According to ASIC data the appointment of administrators in the food and accommodation sector had doubled in the financial year leading up to late March, as compared to the two years ago.

This has prompted recent attention on high-profile establishments in Melbourne and across the country as some have been forced to close their doors as costs have risen and traffic has dipped.

Local restaurants are feeling the bite too, part-owner of acclaimed Beaconsfield restaurant O.MY, Chayse Bertoncello said the last few years have been a ‘slog’ and hasn’t been surprised at the recent news.

“It’s not overly fun seeing all these things in the news of closing restaurants, but I’m not shocked because of how it is in the industry right now,” he said.
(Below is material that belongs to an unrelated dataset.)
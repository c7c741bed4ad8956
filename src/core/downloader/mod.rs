mod client;

pub use client::{DownloadProgress, Fetcher, HttpFetcher};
Chayse details an ‘accumulation of everything’ where no expense is stable.

“Bills are high, even paying a liquor license is expensive, it used to be a thousand, now it’s three and a half thousand,” he said.

“Electricity bills every month seem to be going up, wages are up, produce is up.

“Everywhere it’s hard, it doesn’t matter what level of restaurant, it’s all rough.”

Chayse describes it as a ‘tough window’ to juggle these rising costs while providing a service and looking after your staff.

“You can’t charge more because it’s already tough for customers to spend,” he said.

“We are all humans working here, even our own cost of living has gone up, in that situation our staff have to be paid correctly, you want to look after them.

“It’s a tough window, if you just want to cover your cost, it’s really hard.

“Everything must go right in a week.”

Co-owner of Shanikas, Damian Krylov said the decrease in people willing to go out has been noticeable.

“The cost of living means people can’t go out like they used to, compared to covid where people were keen to get out and had a bit more spare cash to spend,” he said.

“People are still wanting to come and celebrate, but it’s for special occasions like anniversaries and birthdays, people can’t dine out like they used to.”

As Shanikas are effectively a household name in the local area, they still feel well supported by the local community despite the tough climate.

“The support has been great even in these times, we have really invested a lot into the community in the years we have been here, so they still come out to support us,” Damian said.

“There is no point being negative for us, just have to try to keep going and be there for our customers and give them the experience they come here for.”

Same sentiment goes for O.MY, even in good times the restaurant business isn’t easy.

“It’s not complaining, we go through this because we love it,” Chayse said.